Allen, who has been on death row since 1998 for a St. Louis murder and bank robbery, maintains his innocence.
“Trump has said he plans to finish what he started,” he toldThe Guardian. “I’m terrified that I will be executed– not just because I’m going to die, but because I’m going to die for something I didn’t do ... I can only hope that as someone who is innocent he would do the right thing.”
Allen, who is Black, insists his case had a number of flaws, including a nearly all-white jury that didn’t match community demographics, alibi evidence that was ignored, and DNA testing of materials in a getaway car that excluded both him and the murder victim.
Organizations like Amnesty International have also called for Allen’s release.
Joe Biden was the first presidential candidate to openly oppose capital punishment, citing capital punishment’s well-document racial bias and numerous mistaken sentences.
His administration put federal executions on hold, and his Justice Department has reviewed its stance on executions, but the DOJ continues to pursue new death sentences in high-profile cases.
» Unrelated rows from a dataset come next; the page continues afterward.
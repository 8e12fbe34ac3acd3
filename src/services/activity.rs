//! 活动日志与使用分析
//!
//! 每次请求记录一条 ActivityRecord（fire-and-forget 写入）；summarize 生成用户维度的统计，
//! intent_usage 供「高频意图自动化提示」使用。内存实现与 SQLite 实现二选一。

use std::collections::{HashMap, VecDeque};
use std::fmt;
use std::path::Path;
use std::sync::{Arc, Mutex};

use async_trait::async_trait;
use chrono::{DateTime, Utc};
use rusqlite::{params, Connection};
use serde::Serialize;

use crate::core::CollaboratorError;

#[derive(Debug, Clone)]
pub struct ActivityRecord {
    pub user_id: String,
    pub raw_input: String,
    pub tasks: Vec<String>,
    pub intents: Vec<String>,
    pub emotion: String,
    pub timestamp: DateTime<Utc>,
}

/// 用户维度统计
#[derive(Debug, Clone, Default, PartialEq, Eq, Serialize)]
pub struct AnalyticsSummary {
    pub user_id: String,
    pub requests: usize,
    pub tasks: usize,
    /// (intent, 次数)，按次数降序、同次数按名称
    pub top_intents: Vec<(String, usize)>,
    pub last_active: Option<String>,
}

impl fmt::Display for AnalyticsSummary {
    fn fmt(&self, f: &mut fmt::Formatter<'_>) -> fmt::Result {
        writeln!(f, "📊 Analytics for {}", self.user_id)?;
        writeln!(f, "Requests: {}", self.requests)?;
        writeln!(f, "Tasks: {}", self.tasks)?;
        if let Some(last) = &self.last_active {
            writeln!(f, "Last active: {}", last)?;
        }
        if !self.top_intents.is_empty() {
            writeln!(f, "Top intents:")?;
            for (intent, n) in &self.top_intents {
                writeln!(f, "  {} × {}", intent, n)?;
            }
        }
        Ok(())
    }
}

const TOP_INTENTS: usize = 5;

fn rank_intents(counts: HashMap<String, usize>) -> Vec<(String, usize)> {
    let mut ranked: Vec<(String, usize)> = counts.into_iter().collect();
    ranked.sort_by(|a, b| b.1.cmp(&a.1).then_with(|| a.0.cmp(&b.0)));
    ranked.truncate(TOP_INTENTS);
    ranked
}

#[async_trait]
pub trait ActivityLog: Send + Sync {
    async fn log_activity(&self, record: ActivityRecord) -> Result<(), CollaboratorError>;

    async fn summarize(&self, user_id: &str) -> Result<AnalyticsSummary, CollaboratorError>;

    /// 用户历史上某个意图出现的次数
    async fn intent_usage(&self, user_id: &str, intent: &str) -> Result<usize, CollaboratorError>;
}

/// 内存实现：每个用户只保留最近 max_records_per_user 条，统计基于这个窗口
pub struct InMemoryActivityLog {
    records: Mutex<HashMap<String, VecDeque<ActivityRecord>>>,
    max_records_per_user: usize,
}

impl InMemoryActivityLog {
    pub fn new(max_records_per_user: usize) -> Self {
        Self {
            records: Mutex::new(HashMap::new()),
            max_records_per_user: max_records_per_user.max(1),
        }
    }

    fn with_records<T>(
        &self,
        op: &'static str,
        f: impl FnOnce(&mut HashMap<String, VecDeque<ActivityRecord>>) -> T,
    ) -> Result<T, CollaboratorError> {
        let mut records = self
            .records
            .lock()
            .map_err(|_| CollaboratorError::new(op, "activity lock poisoned"))?;
        Ok(f(&mut *records))
    }
}

impl Default for InMemoryActivityLog {
    fn default() -> Self {
        Self::new(1000)
    }
}

#[async_trait]
impl ActivityLog for InMemoryActivityLog {
    async fn log_activity(&self, record: ActivityRecord) -> Result<(), CollaboratorError> {
        let cap = self.max_records_per_user;
        self.with_records("log_activity", |records| {
            let mine = records.entry(record.user_id.clone()).or_default();
            mine.push_back(record);
            while mine.len() > cap {
                mine.pop_front();
            }
        })
    }

    async fn summarize(&self, user_id: &str) -> Result<AnalyticsSummary, CollaboratorError> {
        self.with_records("summarize_analytics", |records| {
            let mine = records.get(user_id);
            let mine: Vec<&ActivityRecord> = mine.map(|m| m.iter().collect()).unwrap_or_default();
            let mut counts: HashMap<String, usize> = HashMap::new();
            for intent in mine.iter().flat_map(|r| r.intents.iter()) {
                *counts.entry(intent.clone()).or_default() += 1;
            }
            AnalyticsSummary {
                user_id: user_id.to_string(),
                requests: mine.len(),
                tasks: mine.iter().map(|r| r.tasks.len()).sum(),
                top_intents: rank_intents(counts),
                last_active: mine.iter().map(|r| r.timestamp).max().map(|t| t.to_rfc3339()),
            }
        })
    }

    async fn intent_usage(&self, user_id: &str, intent: &str) -> Result<usize, CollaboratorError> {
        self.with_records("intent_usage", |records| {
            records
                .get(user_id)
                .map(|mine| {
                    mine.iter()
                        .flat_map(|r| r.intents.iter())
                        .filter(|i| i.as_str() == intent)
                        .count()
                })
                .unwrap_or(0)
        })
    }
}

/// SQLite 实现：同步连接由 Mutex 保护，查询放到 spawn_blocking 中
pub struct SqliteActivityLog {
    conn: Arc<Mutex<Connection>>,
}

impl SqliteActivityLog {
    pub fn open(path: &Path) -> anyhow::Result<Self> {
        if let Some(parent) = path.parent() {
            std::fs::create_dir_all(parent)?;
        }
        Self::init(Connection::open(path)?)
    }

    pub fn open_in_memory() -> anyhow::Result<Self> {
        Self::init(Connection::open_in_memory()?)
    }

    fn init(conn: Connection) -> anyhow::Result<Self> {
        conn.execute_batch(
            r#"
            CREATE TABLE IF NOT EXISTS activity (
                id INTEGER PRIMARY KEY AUTOINCREMENT,
                user_id TEXT NOT NULL,
                raw_input TEXT NOT NULL,
                tasks TEXT NOT NULL,
                emotion TEXT NOT NULL,
                timestamp TEXT NOT NULL
            );

            CREATE TABLE IF NOT EXISTS activity_intent (
                activity_id INTEGER NOT NULL,
                user_id TEXT NOT NULL,
                intent TEXT NOT NULL
            );

            CREATE INDEX IF NOT EXISTS idx_activity_user ON activity(user_id);
            CREATE INDEX IF NOT EXISTS idx_intent_user ON activity_intent(user_id, intent);
            "#,
        )?;
        Ok(Self {
            conn: Arc::new(Mutex::new(conn)),
        })
    }

    async fn run<T, F>(&self, op: &'static str, f: F) -> Result<T, CollaboratorError>
    where
        T: Send + 'static,
        F: FnOnce(&mut Connection) -> rusqlite::Result<T> + Send + 'static,
    {
        let conn = Arc::clone(&self.conn);
        tokio::task::spawn_blocking(move || {
            let mut guard = conn
                .lock()
                .map_err(|_| CollaboratorError::new(op, "sqlite lock poisoned"))?;
            f(&mut *guard).map_err(|e| CollaboratorError::new(op, e.to_string()))
        })
        .await
        .map_err(|e| CollaboratorError::new(op, e.to_string()))?
    }
}

#[async_trait]
impl ActivityLog for SqliteActivityLog {
    async fn log_activity(&self, record: ActivityRecord) -> Result<(), CollaboratorError> {
        let tasks = serde_json::to_string(&record.tasks)
            .map_err(|e| CollaboratorError::new("log_activity", e.to_string()))?;
        self.run("log_activity", move |conn| {
            let tx = conn.transaction()?;
            tx.execute(
                "INSERT INTO activity (user_id, raw_input, tasks, emotion, timestamp)
                 VALUES (?1, ?2, ?3, ?4, ?5)",
                params![
                    record.user_id,
                    record.raw_input,
                    tasks,
                    record.emotion,
                    record.timestamp.to_rfc3339(),
                ],
            )?;
            let activity_id = tx.last_insert_rowid();
            for intent in &record.intents {
                tx.execute(
                    "INSERT INTO activity_intent (activity_id, user_id, intent) VALUES (?1, ?2, ?3)",
                    params![activity_id, record.user_id, intent],
                )?;
            }
            tx.commit()
        })
        .await
    }

    async fn summarize(&self, user_id: &str) -> Result<AnalyticsSummary, CollaboratorError> {
        let user_id = user_id.to_string();
        self.run("summarize_analytics", move |conn| {
            let (requests, last_active): (i64, Option<String>) = conn.query_row(
                "SELECT COUNT(*), MAX(timestamp) FROM activity WHERE user_id = ?1",
                params![user_id],
                |row| Ok((row.get(0)?, row.get(1)?)),
            )?;

            let mut tasks = 0usize;
            let mut stmt = conn.prepare("SELECT tasks FROM activity WHERE user_id = ?1")?;
            let rows = stmt.query_map(params![user_id], |row| row.get::<_, String>(0))?;
            for row in rows {
                tasks += serde_json::from_str::<Vec<String>>(&row?)
                    .map(|t| t.len())
                    .unwrap_or(0);
            }

            let mut stmt = conn.prepare(
                "SELECT intent, COUNT(*) FROM activity_intent WHERE user_id = ?1 GROUP BY intent",
            )?;
            let counts = stmt
                .query_map(params![user_id], |row| {
                    Ok((row.get::<_, String>(0)?, row.get::<_, i64>(1)? as usize))
                })?
                .collect::<rusqlite::Result<HashMap<String, usize>>>()?;

            Ok(AnalyticsSummary {
                user_id,
                requests: requests as usize,
                tasks,
                top_intents: rank_intents(counts),
                last_active,
            })
        })
        .await
    }

    async fn intent_usage(&self, user_id: &str, intent: &str) -> Result<usize, CollaboratorError> {
        let user_id = user_id.to_string();
        let intent = intent.to_string();
        self.run("intent_usage", move |conn| {
            conn.query_row(
                "SELECT COUNT(*) FROM activity_intent WHERE user_id = ?1 AND intent = ?2",
                params![user_id, intent],
                |row| row.get::<_, i64>(0),
            )
            .map(|n| n as usize)
        })
        .await
    }
}

#[cfg(test)]
mod tests {
    use super::*;

    fn record(user: &str, intents: &[&str]) -> ActivityRecord {
        ActivityRecord {
            user_id: user.to_string(),
            raw_input: "input".to_string(),
            tasks: intents.iter().map(|i| format!("task for {i}")).collect(),
            intents: intents.iter().map(|s| s.to_string()).collect(),
            emotion: "neutral".to_string(),
            timestamp: Utc::now(),
        }
    }

    async fn exercise(log: &dyn ActivityLog) {
        log.log_activity(record("alice", &["schedule", "summarize"])).await.unwrap();
        log.log_activity(record("alice", &["schedule"])).await.unwrap();
        log.log_activity(record("bob", &["schedule"])).await.unwrap();

        assert_eq!(log.intent_usage("alice", "schedule").await.unwrap(), 2);
        assert_eq!(log.intent_usage("alice", "translate").await.unwrap(), 0);

        let summary = log.summarize("alice").await.unwrap();
        assert_eq!(summary.requests, 2);
        assert_eq!(summary.tasks, 3);
        assert_eq!(
            summary.top_intents,
            vec![("schedule".to_string(), 2), ("summarize".to_string(), 1)]
        );
        assert!(summary.last_active.is_some());
        assert!(summary.to_string().contains("Requests: 2"));
    }

    #[tokio::test]
    async fn test_in_memory_log() {
        exercise(&InMemoryActivityLog::default()).await;
    }

    #[tokio::test]
    async fn test_in_memory_log_caps_per_user() {
        let log = InMemoryActivityLog::new(2);
        log.log_activity(record("alice", &["weather"])).await.unwrap();
        log.log_activity(record("alice", &["schedule"])).await.unwrap();
        log.log_activity(record("alice", &["schedule"])).await.unwrap();
        log.log_activity(record("bob", &["weather"])).await.unwrap();

        assert_eq!(log.summarize("alice").await.unwrap().requests, 2);
        assert_eq!(log.intent_usage("alice", "weather").await.unwrap(), 0);
        assert_eq!(log.intent_usage("alice", "schedule").await.unwrap(), 2);
        assert_eq!(log.intent_usage("bob", "weather").await.unwrap(), 1);
    }

    #[tokio::test]
    async fn test_sqlite_log() {
        exercise(&SqliteActivityLog::open_in_memory().unwrap()).await;
    }

    #[tokio::test]
    async fn test_sqlite_file_persists() {
        let tmp = tempfile::tempdir().unwrap();
        let path = tmp.path().join("data/activity.db");
        {
            let log = SqliteActivityLog::open(&path).unwrap();
            log.log_activity(record("u", &["weather"])).await.unwrap();
        }
        let log = SqliteActivityLog::open(&path).unwrap();
        assert_eq!(log.intent_usage("u", "weather").await.unwrap(), 1);
    }
}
And Biden hasn’t commutted any of the existing death sentences in federal prison, disappointing civil rights advocates.
Those activists worry a second Trump term will mean more executions.
Project 2025, the conservative thinktank blueprint for a second Trump administration, has called for the Republican to “do everything possible” to execute the remaining 40 people on federal death row, arguing the White House should push for these killings “until Congress says otherwise through legislation.”